**Data**
■ ■ ■
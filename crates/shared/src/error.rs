use serde::{Deserialize, Serialize};
use thiserror::Error;

#[derive(Debug, Clone, Copy, PartialEq, Eq, Serialize, Deserialize)]
#[serde(rename_all = "snake_case")]
pub enum ErrorCode {
    InvalidArgument,
    NotConfigured,
    CollaboratorFailure,
}

#[derive(Debug, Error)]
pub enum GalleryError {
    #[error("invalid argument: {0}")]
    InvalidArgument(String),
    #[error("{0} is not configured")]
    NotConfigured(&'static str),
    #[error("collaborator failure during {operation}: {source}")]
    CollaboratorFailure {
        operation: &'static str,
        source: anyhow::Error,
    },
}

impl GalleryError {
    pub fn invalid_argument(message: impl Into<String>) -> Self {
        Self::InvalidArgument(message.into())
    }

    pub fn collaborator(operation: &'static str, source: anyhow::Error) -> Self {
        Self::CollaboratorFailure { operation, source }
    }

    pub fn code(&self) -> ErrorCode {
        match self {
            GalleryError::InvalidArgument(_) => ErrorCode::InvalidArgument,
            GalleryError::NotConfigured(_) => ErrorCode::NotConfigured,
            GalleryError::CollaboratorFailure { .. } => ErrorCode::CollaboratorFailure,
        }
    }
}
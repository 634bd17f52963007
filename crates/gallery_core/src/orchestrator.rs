//! Composition root: owns the shared services and routes front-end calls to
//! the controller responsible for them.

use std::sync::Arc;

use photo_services::{PhotoAssistantService, UploadService};
use shared::{
    domain::{FilterRequest, GalleryConfiguration, Photo},
    error::GalleryError,
};
use tracing::info;

use crate::{
    editor_controller::PhotoEditorController, event_bus::EventBus,
    gallery_controller::PhotoGalleryController,
};

pub struct ControllerOrchestrator {
    photo_assistant: Arc<dyn PhotoAssistantService>,
    upload_service: Arc<dyn UploadService>,
    events: EventBus,
    photo_editor: PhotoEditorController,
    photo_gallery: Option<PhotoGalleryController>,
}

impl ControllerOrchestrator {
    /// The service instances passed here are the only ones this orchestrator
    /// will ever use.
    pub fn new(
        photo_assistant: Arc<dyn PhotoAssistantService>,
        upload_service: Arc<dyn UploadService>,
        events: EventBus,
    ) -> Self {
        let photo_editor = PhotoEditorController::new(Arc::clone(&photo_assistant));
        Self {
            photo_assistant,
            upload_service,
            events,
            photo_editor,
            photo_gallery: None,
        }
    }

    /// Builds a fresh gallery controller and configures it. Any previous
    /// controller is dropped along with its subscriptions.
    pub fn construct_photo_gallery(
        &mut self,
        columns: f64,
        container: &str,
    ) -> Result<(), GalleryError> {
        GalleryConfiguration::validate(columns, container)?;

        let photo_gallery = PhotoGalleryController::new(
            Arc::clone(&self.photo_assistant),
            Arc::clone(&self.upload_service),
            &self.events,
        );
        photo_gallery.setup_photo_gallery(columns, container)?;

        if self.photo_gallery.replace(photo_gallery).is_some() {
            info!("previous photo gallery controller replaced");
        }
        Ok(())
    }

    pub fn upload_photos(&self) -> Result<(), GalleryError> {
        self.photo_gallery
            .as_ref()
            .ok_or(GalleryError::NotConfigured("photo gallery"))?
            .upload_photos()
    }

    pub fn edit_photo(&mut self, photo: Option<Photo>) -> Result<(), GalleryError> {
        self.photo_editor.add_photo_to_be_filtered(photo)
    }

    pub fn add_filter(&mut self, method: &str, value: &str) -> Result<(), GalleryError> {
        let request = FilterRequest::parse(method, value)?;
        self.photo_editor.add_filter(request)
    }

    pub fn apply_filter(&self) -> Result<(), GalleryError> {
        self.photo_editor.apply_filter()
    }

    pub fn events(&self) -> &EventBus {
        &self.events
    }

    pub fn photo_gallery(&self) -> Option<&PhotoGalleryController> {
        self.photo_gallery.as_ref()
    }

    pub fn photo_editor(&self) -> &PhotoEditorController {
        &self.photo_editor
    }

    pub fn photo_assistant(&self) -> &Arc<dyn PhotoAssistantService> {
        &self.photo_assistant
    }

    pub fn upload_service(&self) -> &Arc<dyn UploadService> {
        &self.upload_service
    }
}

#[cfg(test)]
#[path = "tests/orchestrator_tests.rs"]
mod tests;
//! Upload service backed by a local directory. Scans run on the blocking
//! pool and report back to the main task over a channel.

use std::{
    fs, mem,
    path::{Path, PathBuf},
    sync::{Arc, Mutex, MutexGuard, PoisonError},
};

use anyhow::{ensure, Context, Result};
use photo_services::UploadService;
use shared::domain::PhotoRecord;
use tokio::{
    runtime::Handle,
    sync::mpsc::{self, UnboundedReceiver, UnboundedSender},
};
use tracing::{debug, warn};

#[derive(Debug, Clone, PartialEq, Eq)]
pub enum UploadCompletion {
    Uploaded { photos: usize },
    Failed { reason: String },
}

pub struct DirectoryUploadService {
    directory: PathBuf,
    runtime: Handle,
    uploaded: Arc<Mutex<Vec<PhotoRecord>>>,
    completions: UnboundedSender<UploadCompletion>,
}

impl DirectoryUploadService {
    pub fn new(
        directory: impl Into<PathBuf>,
        runtime: Handle,
    ) -> (Self, UnboundedReceiver<UploadCompletion>) {
        let (completions, completion_rx) = mpsc::unbounded_channel();
        let service = Self {
            directory: directory.into(),
            runtime,
            uploaded: Arc::new(Mutex::new(Vec::new())),
            completions,
        };
        (service, completion_rx)
    }

    pub fn directory(&self) -> &Path {
        &self.directory
    }
}

fn lock(records: &Mutex<Vec<PhotoRecord>>) -> MutexGuard<'_, Vec<PhotoRecord>> {
    records.lock().unwrap_or_else(PoisonError::into_inner)
}

impl UploadService for DirectoryUploadService {
    fn upload_photo(&self) -> Result<()> {
        ensure!(
            self.directory.is_dir(),
            "upload directory '{}' does not exist",
            self.directory.display()
        );

        let directory = self.directory.clone();
        let uploaded = Arc::clone(&self.uploaded);
        let completions = self.completions.clone();
        self.runtime.spawn_blocking(move || {
            let completion = match scan_images(&directory) {
                Ok(records) => {
                    let photos = records.len();
                    lock(&uploaded).extend(records);
                    UploadCompletion::Uploaded { photos }
                }
                Err(err) => {
                    warn!(error = %err, dir = %directory.display(), "directory upload failed");
                    UploadCompletion::Failed {
                        reason: format!("{err:#}"),
                    }
                }
            };
            if completions.send(completion).is_err() {
                debug!("upload completion receiver dropped");
            }
        });
        Ok(())
    }

    fn get_uploaded_photos_data(&self) -> Result<Vec<PhotoRecord>> {
        Ok(mem::take(&mut *lock(&self.uploaded)))
    }
}

/// Image files directly inside `directory`, ordered by file name. The record
/// name is the file stem.
pub fn scan_images(directory: &Path) -> Result<Vec<PhotoRecord>> {
    let entries = fs::read_dir(directory)
        .with_context(|| format!("failed to read upload directory '{}'", directory.display()))?;

    let mut images = Vec::new();
    for entry in entries {
        let path = entry?.path();
        if !path.is_file() {
            continue;
        }
        let is_image = mime_guess::from_path(&path)
            .first_raw()
            .is_some_and(|mime| mime.starts_with("image/"));
        if is_image {
            images.push(path);
        }
    }
    images.sort_by(|a, b| a.file_name().cmp(&b.file_name()));

    Ok(images
        .into_iter()
        .map(|path| {
            let name = path
                .file_stem()
                .map(|stem| stem.to_string_lossy().into_owned())
                .unwrap_or_default();
            PhotoRecord::new(path.display().to_string(), name)
        })
        .collect())
}

#[cfg(test)]
#[path = "tests/upload_bridge_tests.rs"]
mod tests;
■ ■ ■
Show all lines above holding "operation".

**Solution below**
    #[error("collaborator failure during {operation}: {source}")]
        operation: &'static str,
    pub fn collaborator(operation: &'static str, source: anyhow::Error) -> Self {
        Self::CollaboratorFailure { operation, source }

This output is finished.